The show did not give a clear answer to what the unphotographable is, but it mapped the field of unrepresentative photography. Some categories of photographs could be distinguished, and these were again the ones that Walton had named in his writing on oblique photographic images, differentiating them by origin. There were photographs that were the result of scientific processes, ones that were the result of para-scientific attempts to provide ‘evidence’, as well as ones being processual experiments made by artists.

Images that were produced by scientific instruments comprised the first category. Unknown photographers appear to have employed scientific instruments, including powerful telescopes, X-rays, and oscilloscope photographs, to create photographic documents in support of their theories, but many of these efforts failed because of technological weakness. The recent advancement of photographic technology has enabled the subject of these images to be verified by more powerful images, showing that the earlier images were a mere step in that progress. The second group of images are those that use photographic lenses to verify claims often not supported by science. One of these images, for example, is said to represent the profile of Christ in the tree, the other an angel in the sky, or even other spiritual beings. One of the most intriguing, in light of the discourse surrounding its existence and description, is the 1933 photograph ‘The T’Zan Teleplasm’ by T. Glendenning Hamilton. This photograph is strongly influenced by transcendentalism and its radical psychic interpretation of spiritualism. The objective of this experiment was to illustrate how photographic technology could capture extrasensory phenomena, including the teleplasm exhibited by a subject identified as Mrs. J. Young. The information contained in the artwork at the exhibition includes the following details:

Between 1918 and 1945, Dr. Thomas Glendenning Hamilton and his wife Lillian investigated various psychic phenomena in their Winnipeg, Manitoba home, including telekinesis, teleplasm, and trance states. Though the early experiments were more clandestine, in 1926 Dr. Glendenning, a respected community doctor, went public with his explorations and authored numerous articles and lectures on the supernatural. The Hamiltons received worldwide recognition for their abilities, even hosting outspoken spiritualist Sir Arthur Connan Doyle at a home seance in the 1920s⁠ (Fraenkel Gallery, ‘#OTD in 1933…’).

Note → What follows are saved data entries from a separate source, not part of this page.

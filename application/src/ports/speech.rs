//! Live speech event port
//!
//! Presence publishes one event per spoken turn so live surfaces can
//! follow a meeting as it happens. This is fire-and-forget: publication
//! failures never disturb the protocol.

use council_domain::{EntryKind, LeaderId, Locale, Stance};
use serde::{Deserialize, Serialize};

/// One spoken turn, as published to live listeners
#[derive(Debug, Clone, Serialize, Deserialize)]
pub struct SpeechEvent {
    pub task_id: String,
    pub speaker: LeaderId,
    pub seat: usize,
    pub phase: EntryKind,
    pub stance: Option<Stance>,
    pub text: String,
    pub locale: Locale,
}

/// Publisher of live speech events
pub trait SpeechPublisher: Send + Sync {
    fn publish(&self, event: SpeechEvent);
}

/// No-op publisher for tests and headless runs
pub struct NoSpeechPublisher;

impl SpeechPublisher for NoSpeechPublisher {
    fn publish(&self, _event: SpeechEvent) {}
}
//! Meeting records, rounds, transcripts, and outcomes

pub mod minutes;
pub mod outcome;
pub mod round;
pub mod transcript;

pub use minutes::{EntryKind, Meeting, MeetingId, MeetingKind, MeetingStatus, MinuteEntry};
pub use outcome::{PlannedOutcome, ReviewOutcome};
pub use round::{Round, RoundMode};
pub use transcript::{Transcript, compact};
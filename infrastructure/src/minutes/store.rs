//! In-memory minutes store with optional JSONL journalling.

use crate::minutes::journal::{JournalEvent, JsonlMinutesJournal};
use async_trait::async_trait;
use council_application::ports::minutes::{MinutesError, MinutesRecorder};
use council_domain::{Meeting, MeetingId, MeetingKind, MeetingStatus, MinuteEntry};
use std::sync::Mutex;
use tracing::debug;

/// In-memory [`MinutesRecorder`] adapter.
///
/// Meetings live in process memory; when a journal is attached, every
/// begin/append/finish is also written as one JSONL line so a crashed
/// process leaves a replayable audit trail behind.
pub struct InMemoryMinutesStore {
    inner: Mutex<StoreState>,
    journal: Option<JsonlMinutesJournal>,
}

#[derive(Default)]
struct StoreState {
    meetings: Vec<Meeting>,
    next_id: u64,
}

impl InMemoryMinutesStore {
    pub fn new() -> Self {
        Self {
            inner: Mutex::new(StoreState::default()),
            journal: None,
        }
    }

    /// Attach a JSONL journal.
    pub fn with_journal(mut self, journal: JsonlMinutesJournal) -> Self {
        self.journal = Some(journal);
        self
    }

    pub fn meeting_count(&self) -> usize {
        self.inner.lock().expect("minutes store poisoned").meetings.len()
    }

    fn journal_event(&self, event_type: &'static str, payload: serde_json::Value) {
        if let Some(journal) = &self.journal {
            journal.log(JournalEvent::new(event_type, payload));
        }
    }
}

impl Default for InMemoryMinutesStore {
    fn default() -> Self {
        Self::new()
    }
}

#[async_trait]
impl MinutesRecorder for InMemoryMinutesStore {
    async fn begin(
        &self,
        task_id: &str,
        kind: MeetingKind,
        round: u32,
        title: &str,
    ) -> Result<MeetingId, MinutesError> {
        let id = {
            let mut state = self.inner.lock().expect("minutes store poisoned");
            state.next_id += 1;
            let id = MeetingId::new(format!("meeting-{}", state.next_id));
            state
                .meetings
                .push(Meeting::new(id.clone(), task_id, kind, round, title));
            id
        };

        debug!(meeting = %id, task = task_id, round, kind = kind.as_str(), "meeting began");
        self.journal_event(
            "meeting_began",
            serde_json::json!({
                "meeting_id": id.as_str(),
                "task_id": task_id,
                "kind": kind.as_str(),
                "round": round,
                "title": title,
            }),
        );
        Ok(id)
    }

    async fn append(&self, meeting_id: &MeetingId, entry: MinuteEntry) -> Result<(), MinutesError> {
        {
            let mut state = self.inner.lock().expect("minutes store poisoned");
            let meeting = state
                .meetings
                .iter_mut()
                .find(|m| &m.id == meeting_id)
                .ok_or_else(|| MinutesError::NotFound(meeting_id.to_string()))?;
            if meeting.status.is_terminal() {
                return Err(MinutesError::AlreadyFinished(meeting_id.to_string()));
            }
            let expected = meeting.next_seq();
            if entry.seq != expected {
                return Err(MinutesError::OutOfOrder {
                    expected,
                    got: entry.seq,
                });
            }
            meeting.entries.push(entry.clone());
        }

        self.journal_event(
            "minute_appended",
            serde_json::json!({
                "meeting_id": meeting_id.as_str(),
                "seq": entry.seq,
                "speaker": entry.speaker.as_str(),
                "department": entry.department.as_str(),
                "kind": entry.kind.as_str(),
                "content": entry.content,
            }),
        );
        Ok(())
    }

    async fn finish(
        &self,
        meeting_id: &MeetingId,
        status: MeetingStatus,
    ) -> Result<(), MinutesError> {
        {
            let mut state = self.inner.lock().expect("minutes store poisoned");
            let meeting = state
                .meetings
                .iter_mut()
                .find(|m| &m.id == meeting_id)
                .ok_or_else(|| MinutesError::NotFound(meeting_id.to_string()))?;
            if meeting.status.is_terminal() {
                return Err(MinutesError::AlreadyFinished(meeting_id.to_string()));
            }
            meeting.status = status;
        }

        debug!(meeting = %meeting_id, ?status, "meeting finished");
        self.journal_event(
            "meeting_finished",
            serde_json::json!({
                "meeting_id": meeting_id.as_str(),
                "status": match status {
                    MeetingStatus::InProgress => "in_progress",
                    MeetingStatus::Completed => "completed",
                    MeetingStatus::Failed => "failed",
                },
            }),
        );
        Ok(())
    }

    async fn latest_for_task(
        &self,
        task_id: &str,
        kind: MeetingKind,
    ) -> Result<Option<Meeting>, MinutesError> {
        Ok(self
            .inner
            .lock()
            .expect("minutes store poisoned")
            .meetings
            .iter()
            .rev()
            .find(|m| m.task_id == task_id && m.kind == kind)
            .cloned())
    }
}
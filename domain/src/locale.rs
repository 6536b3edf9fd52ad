//! Localized status notices
//!
//! Protocol code picks a [`Notice`] by id; the text for a `(notice,
//! locale)` pair lives here, keeping presentation strings out of the
//! orchestrators.

use crate::leader::Locale;

/// User-visible status notices emitted by the orchestrators
#[derive(Debug, Clone, PartialEq, Eq)]
pub enum Notice {
    RoundStarted { round: u32 },
    RoundResumed { round: u32 },
    RoundsExhausted { max_rounds: u32 },
    ForcedApproval,
    RemediationScheduled { count: usize },
    MeetingFailed,
}

impl Notice {
    /// Resolve the notice text for a locale.
    pub fn text(&self, locale: Locale) -> String {
        match (self, locale) {
            (Notice::RoundStarted { round }, Locale::En) => {
                format!("Review round {} started.", round)
            }
            (Notice::RoundStarted { round }, Locale::Ja) => {
                format!("レビューラウンド{}を開始しました。", round)
            }
            (Notice::RoundResumed { round }, Locale::En) => {
                format!("Resuming in-progress review round {}.", round)
            }
            (Notice::RoundResumed { round }, Locale::Ja) => {
                format!("進行中のレビューラウンド{}を再開します。", round)
            }
            (Notice::RoundsExhausted { max_rounds }, Locale::En) => format!(
                "Review rounds exhausted (max {}). Closing without a new meeting.",
                max_rounds
            ),
            (Notice::RoundsExhausted { max_rounds }, Locale::Ja) => format!(
                "レビューラウンドの上限（{}）に達しました。新しい会議は開かずに完了します。",
                max_rounds
            ),
            (Notice::ForcedApproval, Locale::En) => {
                "Remediation caps exhausted. Approving despite outstanding concerns.".to_string()
            }
            (Notice::ForcedApproval, Locale::Ja) => {
                "是正依頼の上限に達したため、未解決の懸念を残したまま承認します。".to_string()
            }
            (Notice::RemediationScheduled { count }, Locale::En) => {
                format!("Opened {} remediation item(s); next review round scheduled.", count)
            }
            (Notice::RemediationScheduled { count }, Locale::Ja) => {
                format!("是正項目を{}件作成しました。次のレビューラウンドを予定します。", count)
            }
            (Notice::MeetingFailed, Locale::En) => {
                "The review meeting ended abnormally. The task is unchanged.".to_string()
            }
            (Notice::MeetingFailed, Locale::Ja) => {
                "レビュー会議が異常終了しました。タスクは変更されていません。".to_string()
            }
        }
    }
}

#[cfg(test)]
mod tests {
    use super::*;

    #[test]
    fn test_notice_interpolation() {
        let en = Notice::RoundStarted { round: 2 }.text(Locale::En);
        assert_eq!(en, "Review round 2 started.");

        let ja = Notice::RoundStarted { round: 2 }.text(Locale::Ja);
        assert!(ja.contains("2"));
    }

    #[test]
    fn test_every_notice_has_both_locales() {
        let notices = [
            Notice::RoundStarted { round: 1 },
            Notice::RoundResumed { round: 1 },
            Notice::RoundsExhausted { max_rounds: 3 },
            Notice::ForcedApproval,
            Notice::RemediationScheduled { count: 2 },
            Notice::MeetingFailed,
        ];

        for notice in &notices {
            assert!(!notice.text(Locale::En).is_empty());
            assert!(!notice.text(Locale::Ja).is_empty());
            assert_ne!(notice.text(Locale::En), notice.text(Locale::Ja));
        }
    }
}
//! One-shot gateway over an external CLI.
//!
//! Each turn spawns the configured command, writes the prompt to its
//! stdin, and reads the reply from stdout. No session is held between
//! turns, so a wedged provider can only cost one timeout.

use async_trait::async_trait;
use council_application::ports::llm_gateway::{
    GatewayError, OneShotGateway, OneShotOptions, OneShotReply,
};
use council_domain::Leader;
use std::process::Stdio;
use std::time::Duration;
use tokio::io::AsyncWriteExt;
use tokio::process::Command;
use tracing::debug;

/// Maximum reply size kept from a single turn (1 MB)
const MAX_REPLY_SIZE: usize = 1024 * 1024;

/// [`OneShotGateway`] adapter spawning one process per turn.
///
/// The speaking leader is exposed to the child through environment
/// variables (`COUNCIL_LEADER`, `COUNCIL_DEPARTMENT`) so a wrapper
/// script can route to per-leader models.
pub struct CommandGateway {
    program: String,
    args: Vec<String>,
}

impl CommandGateway {
    pub fn new(program: impl Into<String>) -> Self {
        Self {
            program: program.into(),
            args: Vec::new(),
        }
    }

    pub fn with_args(mut self, args: Vec<String>) -> Self {
        self.args = args;
        self
    }
}

#[async_trait]
impl OneShotGateway for CommandGateway {
    async fn run_one_shot(
        &self,
        leader: &Leader,
        prompt: &str,
        opts: &OneShotOptions,
    ) -> Result<OneShotReply, GatewayError> {
        let mut cmd = Command::new(&self.program);
        cmd.args(&self.args)
            .env("COUNCIL_LEADER", leader.id.as_str())
            .env("COUNCIL_DEPARTMENT", leader.department.as_str())
            .stdin(Stdio::piped())
            .stdout(Stdio::piped())
            .stderr(Stdio::piped())
            .kill_on_drop(true);

        if let Some(path) = &opts.project_path {
            cmd.current_dir(path);
        }

        debug!(
            leader = %leader.id,
            program = %self.program,
            timeout_ms = opts.timeout_ms,
            "spawning one-shot turn"
        );

        let mut child = cmd
            .spawn()
            .map_err(|e| GatewayError::Unavailable(format!("{}: {}", self.program, e)))?;

        if let Some(mut stdin) = child.stdin.take() {
            stdin
                .write_all(prompt.as_bytes())
                .await
                .map_err(|e| GatewayError::RequestFailed(format!("stdin write: {}", e)))?;
            // Close stdin so the child sees EOF
            drop(stdin);
        }

        let output = tokio::time::timeout(
            Duration::from_millis(opts.timeout_ms),
            child.wait_with_output(),
        )
        .await
        .map_err(|_| GatewayError::Timeout)?
        .map_err(|e| GatewayError::RequestFailed(format!("wait: {}", e)))?;

        if !output.status.success() {
            let stderr = String::from_utf8_lossy(&output.stderr);
            return Err(GatewayError::RequestFailed(format!(
                "exit {}: {}",
                output.status.code().unwrap_or(-1),
                stderr.trim()
            )));
        }

        let mut text = String::from_utf8_lossy(&output.stdout).into_owned();
        if text.len() > MAX_REPLY_SIZE {
            text.truncate(MAX_REPLY_SIZE);
        }
        Ok(OneShotReply::new(text.trim().to_string()))
    }
}

/// Gateway answering every prompt with a fixed reply, for dry runs.
pub struct CannedGateway {
    reply: String,
}

impl CannedGateway {
    pub fn new(reply: impl Into<String>) -> Self {
        Self {
            reply: reply.into(),
        }
    }
}

#[async_trait]
impl OneShotGateway for CannedGateway {
    async fn run_one_shot(
        &self,
        _leader: &Leader,
        _prompt: &str,
        _opts: &OneShotOptions,
    ) -> Result<OneShotReply, GatewayError> {
        Ok(OneShotReply::new(self.reply.clone()))
    }
}

#[cfg(test)]
mod tests {
    use super::*;
    use council_domain::Department;

    fn leader() -> Leader {
        Leader::new("lead-backend", Department::new("backend"), "L")
    }

    #[tokio::test]
    async fn test_cat_echoes_prompt() {
        let gateway = CommandGateway::new("cat");
        let reply = gateway
            .run_one_shot(&leader(), "hello council", &OneShotOptions::new(5_000))
            .await
            .unwrap();
        assert_eq!(reply.text, "hello council");
    }

    #[tokio::test]
    async fn test_missing_program_is_unavailable() {
        let gateway = CommandGateway::new("definitely-not-a-real-program-xyz");
        let err = gateway
            .run_one_shot(&leader(), "hello", &OneShotOptions::new(5_000))
            .await
            .unwrap_err();
        assert!(matches!(err, GatewayError::Unavailable(_)));
    }

    #[tokio::test]
    async fn test_slow_program_times_out() {
        let gateway = CommandGateway::new("sleep").with_args(vec!["5".to_string()]);
        let err = gateway
            .run_one_shot(&leader(), "", &OneShotOptions::new(100))
            .await
            .unwrap_err();
        assert!(err.is_timeout());
    }

    #[tokio::test]
    async fn test_nonzero_exit_is_request_failed() {
        let gateway = CommandGateway::new("sh").with_args(vec![
            "-c".to_string(),
            "echo boom >&2; exit 3".to_string(),
        ]);
        let err = gateway
            .run_one_shot(&leader(), "", &OneShotOptions::new(5_000))
            .await
            .unwrap_err();
        match err {
            GatewayError::RequestFailed(msg) => {
                assert!(msg.contains("exit 3"));
                assert!(msg.contains("boom"));
            }
            other => panic!("unexpected error: {:?}", other),
        }
    }

    #[tokio::test]
    async fn test_canned_gateway() {
        let gateway = CannedGateway::new("APPROVE");
        let reply = gateway
            .run_one_shot(&leader(), "anything", &OneShotOptions::new(1_000))
            .await
            .unwrap();
        assert_eq!(reply.text, "APPROVE");
    }
}
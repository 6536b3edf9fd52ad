//! Minutes store adapters

pub mod journal;
pub mod store;

pub use journal::{JournalEvent, JsonlMinutesJournal};
pub use store::InMemoryMinutesStore;
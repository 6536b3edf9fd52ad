//! Meeting and minute-entry records
//!
//! A meeting is the durable record of one round of the consensus protocol
//! for a task. Its minute entries form a strictly ordered transcript:
//! sequence numbers increase without gaps and continue across a resume,
//! which is what makes mid-meeting crashes safely resumable.

use crate::leader::{Department, Leader, LeaderId};
use chrono::{DateTime, Utc};
use serde::{Deserialize, Serialize};

/// Opaque meeting identifier
#[derive(Debug, Clone, PartialEq, Eq, Hash, Serialize, Deserialize)]
pub struct MeetingId(pub String);

impl MeetingId {
    pub fn new(id: impl Into<String>) -> Self {
        Self(id.into())
    }

    pub fn as_str(&self) -> &str {
        &self.0
    }
}

impl std::fmt::Display for MeetingId {
    fn fmt(&self, f: &mut std::fmt::Formatter<'_>) -> std::fmt::Result {
        write!(f, "{}", self.0)
    }
}

/// Which protocol variant produced the meeting
#[derive(Debug, Clone, Copy, PartialEq, Eq, Serialize, Deserialize)]
#[serde(rename_all = "snake_case")]
pub enum MeetingKind {
    /// Multi-round review consensus after execution
    Review,
    /// Single-round kickoff approval
    Planned,
}

impl MeetingKind {
    pub fn as_str(&self) -> &'static str {
        match self {
            MeetingKind::Review => "review",
            MeetingKind::Planned => "planned",
        }
    }
}

/// Lifecycle state of a meeting record
#[derive(Debug, Clone, Copy, PartialEq, Eq, Serialize, Deserialize)]
#[serde(rename_all = "snake_case")]
pub enum MeetingStatus {
    InProgress,
    Completed,
    Failed,
}

impl MeetingStatus {
    pub fn is_terminal(&self) -> bool {
        !matches!(self, MeetingStatus::InProgress)
    }
}

/// What kind of turn a minute entry records
#[derive(Debug, Clone, Copy, PartialEq, Eq, Serialize, Deserialize)]
#[serde(rename_all = "snake_case")]
pub enum EntryKind {
    Opening,
    Feedback,
    Summary,
    Approval,
    Closing,
    Notice,
}

impl EntryKind {
    pub fn as_str(&self) -> &'static str {
        match self {
            EntryKind::Opening => "opening",
            EntryKind::Feedback => "feedback",
            EntryKind::Summary => "summary",
            EntryKind::Approval => "approval",
            EntryKind::Closing => "closing",
            EntryKind::Notice => "notice",
        }
    }
}

/// One ordered record in a meeting transcript
#[derive(Debug, Clone, PartialEq, Serialize, Deserialize)]
pub struct MinuteEntry {
    /// Strictly increasing within a meeting, continuing across a resume
    pub seq: u64,
    pub speaker: LeaderId,
    pub department: Department,
    pub role: String,
    pub kind: EntryKind,
    pub content: String,
    pub timestamp: DateTime<Utc>,
}

impl MinuteEntry {
    pub fn new(seq: u64, leader: &Leader, kind: EntryKind, content: impl Into<String>) -> Self {
        Self {
            seq,
            speaker: leader.id.clone(),
            department: leader.department.clone(),
            role: leader.role.clone(),
            kind,
            content: content.into(),
            timestamp: Utc::now(),
        }
    }
}

/// The durable record of one meeting
#[derive(Debug, Clone, Serialize, Deserialize)]
pub struct Meeting {
    pub id: MeetingId,
    pub task_id: String,
    pub kind: MeetingKind,
    pub round: u32,
    pub status: MeetingStatus,
    pub title: String,
    pub started_at: DateTime<Utc>,
    pub entries: Vec<MinuteEntry>,
}

impl Meeting {
    pub fn new(
        id: MeetingId,
        task_id: impl Into<String>,
        kind: MeetingKind,
        round: u32,
        title: impl Into<String>,
    ) -> Self {
        Self {
            id,
            task_id: task_id.into(),
            kind,
            round,
            status: MeetingStatus::InProgress,
            title: title.into(),
            started_at: Utc::now(),
            entries: Vec::new(),
        }
    }

    /// The next minute sequence number.
    ///
    /// Starts at 1 for a fresh meeting and continues from `max(seq) + 1`
    /// on resume, so sequences never restart or skip.
    pub fn next_seq(&self) -> u64 {
        self.entries.iter().map(|e| e.seq).max().unwrap_or(0) + 1
    }

    pub fn is_in_progress(&self) -> bool {
        self.status == MeetingStatus::InProgress
    }
}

Yet, spiritual beings were not only a theme in the nineteenth century. Even more recent authors refer to images of spiritual beings, such as Bruce Conner’s life-size rayograms, named angels, made by the body being impressed onto a photosensitive surface. Similar to images of ghosts or angels are images of extraterrestrial visitors, as referred to in Kota Ezawa’s Lubbock Lights (2012), referring to the unresolved mystery of a UFO sighting. Ezawa’s photographs refer to an event from a single night in 1951, during which hundreds of people, among them some prominent scientists in Lubbock, saw bluish green lights in a V formation in the sky. A student named Carl Hart took a series of photos that were later analyzed as showing birds flying.

The third group of photographs is those experimenting with non-traditional photographic methods, including double exposures, extremely long exposures, accidental shots, nonstandard perspectives, or various filters. Some of these images are blurry, as in Adrien Majewski’s right hand posed at room temperature for twenty minutes, which happened somewhere between 1895 and 1900. Others are glowing images made by the solarization process, as in the case of Man Ray’s picture. The medium is also investigated in the ‘Equivalents’ series by Alfred Stieglitz, which features images of clouds, as well as in the experiments conducted by optician Ralph Eugene Meatyard in the 1950s, created with double exposures, or through various abstract approaches adopted by authors such as Clarence John Laghlin, Diane Arbus, and Richard Misrach. Additionally, later experimental classics, such as an analysis of the grainy RGB 35mm film structure of Paul Graham’s Fuji Fujicolor Super HR400, further explore the quality of photographic media. In the course of their inquiry, these authors examine an experiment known as ‘concrete photography’ (Jäger, Kraus, and Reese, 2005), wherein the medium of photography is utilized as a vehicle to convey its own message. Pieces of concrete photography often use descriptions or titles to indicate they show something that is unphotographable such as concepts, ideas, conditions, etc.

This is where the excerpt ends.